Long story short; things could have turned out much worse. I lost one spacesuit, but it already had a hole in it, so I wasn't too concerned about that. I had to wear a bandage on my arm for the last few weeks while I waited for the burn wound to heal. I may have some scars on my hands that look like chickenpox marks afterwards. I also have to limit my activity during this time, so the ponies have to do more work for me for the time being.

And that fireball. I remember him. He owed me a big favor this time, and I think he should know it, after all, he brought me a hot food package. Luckily I've taught the ponies how to operate a microwave before.

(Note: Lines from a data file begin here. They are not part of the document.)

use std::collections::HashMap;
use std::env;
use std::fs;
use std::path::{Path, PathBuf};
use std::time::Duration;

use anyhow::{Context, Result};
use serde::{Deserialize, Serialize};

use crate::reddit;

const DEFAULT_ENV_PREFIX: &str = "SNOOBY";

#[derive(Debug, Clone, Serialize, Deserialize, PartialEq, Default)]
pub struct Config {
    #[serde(default)]
    pub reddit: RedditConfig,
    #[serde(default)]
    pub ui: UIConfig,
    #[serde(default)]
    pub storage: StorageConfig,
}

#[derive(Debug, Clone, Serialize, Deserialize, PartialEq)]
pub struct RedditConfig {
    #[serde(default = "default_base_url")]
    pub base_url: String,
    #[serde(default = "default_ssl_url")]
    pub ssl_url: String,
    #[serde(default = "default_user_agent")]
    pub user_agent: String,
    #[serde(default = "default_timeout", with = "humantime_serde")]
    pub timeout: Duration,
}

impl Default for RedditConfig {
    fn default() -> Self {
        Self {
            base_url: default_base_url(),
            ssl_url: default_ssl_url(),
            user_agent: default_user_agent(),
            timeout: default_timeout(),
        }
    }
}

fn default_base_url() -> String {
    reddit::DEFAULT_BASE_URL.to_string()
}

fn default_ssl_url() -> String {
    reddit::DEFAULT_SSL_URL.to_string()
}

fn default_user_agent() -> String {
    format!("snooby/{} (reddit reader)", crate::VERSION)
}

fn default_timeout() -> Duration {
    Duration::from_secs(20)
}

#[derive(Debug, Clone, Serialize, Deserialize, PartialEq)]
pub struct UIConfig {
    #[serde(default = "default_subreddit")]
    pub default_subreddit: String,
    #[serde(default)]
    pub open_browser: bool,
}

impl Default for UIConfig {
    fn default() -> Self {
        Self {
            default_subreddit: default_subreddit(),
            open_browser: false,
        }
    }
}

fn default_subreddit() -> String {
    reddit::FRONT_PAGE.into()
}

#[derive(Debug, Clone, Serialize, Deserialize, PartialEq, Default)]
pub struct StorageConfig {
    #[serde(default)]
    pub path: Option<PathBuf>,
}

#[derive(Debug, Clone, Default)]
pub struct LoadOptions {
    pub config_file: Option<PathBuf>,
    pub env_prefix: Option<String>,
}

pub fn load(options: LoadOptions) -> Result<Config> {
    let mut cfg = Config::default();

    if let Some(path) = options.config_file.as_ref() {
        if path.exists() {
            let from_file = read_config_file(path)?;
            cfg = merge_config(cfg, from_file);
        }
    } else if let Some(default_path) = default_config_path() {
        if default_path.exists() {
            let from_file = read_config_file(&default_path)?;
            cfg = merge_config(cfg, from_file);
        }
    }

    let prefix = options.env_prefix.as_deref().unwrap_or(DEFAULT_ENV_PREFIX);
    cfg = apply_env(cfg, prefix);

    Ok(cfg)
}

fn read_config_file(path: &Path) -> Result<Config> {
    let data = fs::read_to_string(path)
        .with_context(|| format!("Failed to read config file at {}", path.display()))?;
    let config: Config = serde_yaml::from_str(&data)
        .with_context(|| format!("Failed to parse config file at {}", path.display()))?;
    Ok(config)
}

fn merge_config(mut base: Config, other: Config) -> Config {
    if !other.reddit.base_url.is_empty() {
        base.reddit.base_url = other.reddit.base_url;
    }
    if !other.reddit.ssl_url.is_empty() {
        base.reddit.ssl_url = other.reddit.ssl_url;
    }
    if !other.reddit.user_agent.is_empty() {
        base.reddit.user_agent = other.reddit.user_agent;
    }
    if !other.reddit.timeout.is_zero() {
        base.reddit.timeout = other.reddit.timeout;
    }

    if !other.ui.default_subreddit.is_empty() {
        base.ui.default_subreddit = other.ui.default_subreddit;
    }
    base.ui.open_browser = other.ui.open_browser;

    if other.storage.path.is_some() {
        base.storage.path = other.storage.path;
    }

    base
}

fn apply_env(mut cfg: Config, prefix: &str) -> Config {
    for (key, value) in load_env(prefix) {
        apply_env_value(&mut cfg, &key, value);
    }
    cfg
}

fn load_env(prefix: &str) -> HashMap<String, String> {
    let mut map: HashMap<String, String> = HashMap::new();
    let upper_prefix = format!("{}_", prefix.to_uppercase());

    for (key, value) in env::vars() {
        if let Some(stripped) = key.strip_prefix(&upper_prefix) {
            let normalized = stripped.to_ascii_lowercase().replace("__", ".");
            map.insert(normalized, value);
        }
    }
    map
}

fn apply_env_value(cfg: &mut Config, key: &str, value: String) {
    match key {
        "reddit.base_url" => cfg.reddit.base_url = value,
        "reddit.ssl_url" => cfg.reddit.ssl_url = value,
        "reddit.user_agent" => cfg.reddit.user_agent = value,
        "reddit.timeout" => {
            if let Ok(duration) = humantime::parse_duration(&value) {
                cfg.reddit.timeout = duration;
            }
        }
        "ui.default_subreddit" => cfg.ui.default_subreddit = value,
        "ui.open_browser" => {
            cfg.ui.open_browser = matches!(value.as_str(), "1" | "true" | "TRUE" | "True");
        }
        "storage.path" => cfg.storage.path = Some(PathBuf::from(value)),
        _ => {}
    }
}

fn default_config_path() -> Option<PathBuf> {
    dirs::config_dir().map(|dir| dir.join("snooby").join("config.yaml"))
}

#[cfg(test)]
mod tests {
    use super::*;
    use tempfile::tempdir;

    #[test]
    fn defaults_point_at_reddit() {
        let cfg = Config::default();
        assert_eq!(cfg.reddit.base_url, "http://www.reddit.com/");
        assert_eq!(cfg.reddit.ssl_url, "https://ssl.reddit.com/");
        assert_eq!(cfg.ui.default_subreddit, "frontpage");
        assert_eq!(cfg.reddit.timeout, Duration::from_secs(20));
        assert!(cfg.storage.path.is_none());
    }

    #[test]
    fn file_values_override_defaults() {
        let dir = tempdir().unwrap();
        let path = dir.path().join("config.yaml");
        fs::write(
            &path,
            "reddit:\n  timeout: 5s\nui:\n  default_subreddit: pics\n  open_browser: true\n",
        )
        .unwrap();

        let cfg = load(LoadOptions {
            config_file: Some(path),
            env_prefix: Some("SNOOBY_FILE_TEST".into()),
        })
        .unwrap();
        assert_eq!(cfg.reddit.timeout, Duration::from_secs(5));
        assert_eq!(cfg.reddit.base_url, "http://www.reddit.com/");
        assert_eq!(cfg.ui.default_subreddit, "pics");
        assert!(cfg.ui.open_browser);
    }

    #[test]
    fn missing_file_falls_back_to_defaults() {
        let dir = tempdir().unwrap();
        let cfg = load(LoadOptions {
            config_file: Some(dir.path().join("absent.yaml")),
            env_prefix: Some("SNOOBY_MISSING_TEST".into()),
        })
        .unwrap();
        assert_eq!(cfg, Config::default());
    }

    #[test]
    fn env_overrides() {
        env::set_var("SNOOBY_ENV_TEST_UI__DEFAULT_SUBREDDIT", "rust");
        env::set_var("SNOOBY_ENV_TEST_REDDIT__TIMEOUT", "2m");
        env::set_var("SNOOBY_ENV_TEST_STORAGE__PATH", "/tmp/snooby.db");
        let cfg = load(LoadOptions {
            config_file: Some(PathBuf::from("/nonexistent/snooby.yaml")),
            env_prefix: Some("SNOOBY_ENV_TEST".into()),
        })
        .unwrap();
        assert_eq!(cfg.ui.default_subreddit, "rust");
        assert_eq!(cfg.reddit.timeout, Duration::from_secs(120));
        assert_eq!(cfg.storage.path, Some(PathBuf::from("/tmp/snooby.db")));
        env::remove_var("SNOOBY_ENV_TEST_UI__DEFAULT_SUBREDDIT");
        env::remove_var("SNOOBY_ENV_TEST_REDDIT__TIMEOUT");
        env::remove_var("SNOOBY_ENV_TEST_STORAGE__PATH");
    }
}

After eating something good, it’s time to rest. Before that, I casually watched some hot chicken TV series from the 1970s left by Lewis. I don't really want to watch cyberpunk stuff right now...ponies won't be able to understand most non-musical sitcoms until they learn more English.

I just found a copy of "Electronic Companion", and there is only one short sentence in the description: "PBS 1971-1977". Well, if it is really produced by PBS, it would be better to watch it while sleeping.

Mission Log – Solar Day 41 (2)

Ponies spent all day today huddled around my bed watching this stupid, pedantic, childish and utterly fucked up show. This kind of thing happens day after day, almost becoming a daily routine. The same was true before watching the Patchoji family, and there was even momentum to replace it.

Starlight had just woken up. She changed her position and threw herself on the bed so that she could see the screen more easily. It's pathetic, she looks absolutely exhausted, but still chatters at me in her broken English so that I can put down my diary and give them another episode.

I feel like the next days should be smoother. But this could also be an illusion caused by drug use.

[Note:]

1. Carapace/Heavy Frosting: See CSP Chapter 1. He is a spy bug from the Hive who once worked undercover in Central City. He has experience as a chef. (Here “Frost” can be interpreted as “icing sugar”.)

2. Cinnamon Challenge: Cinnamon powder challenge, a sand sculpture challenge that was previously popular in foreign countries, challenges people to swallow a large spoonful of cinnamon powder and record the entire process on video. The picture is not described.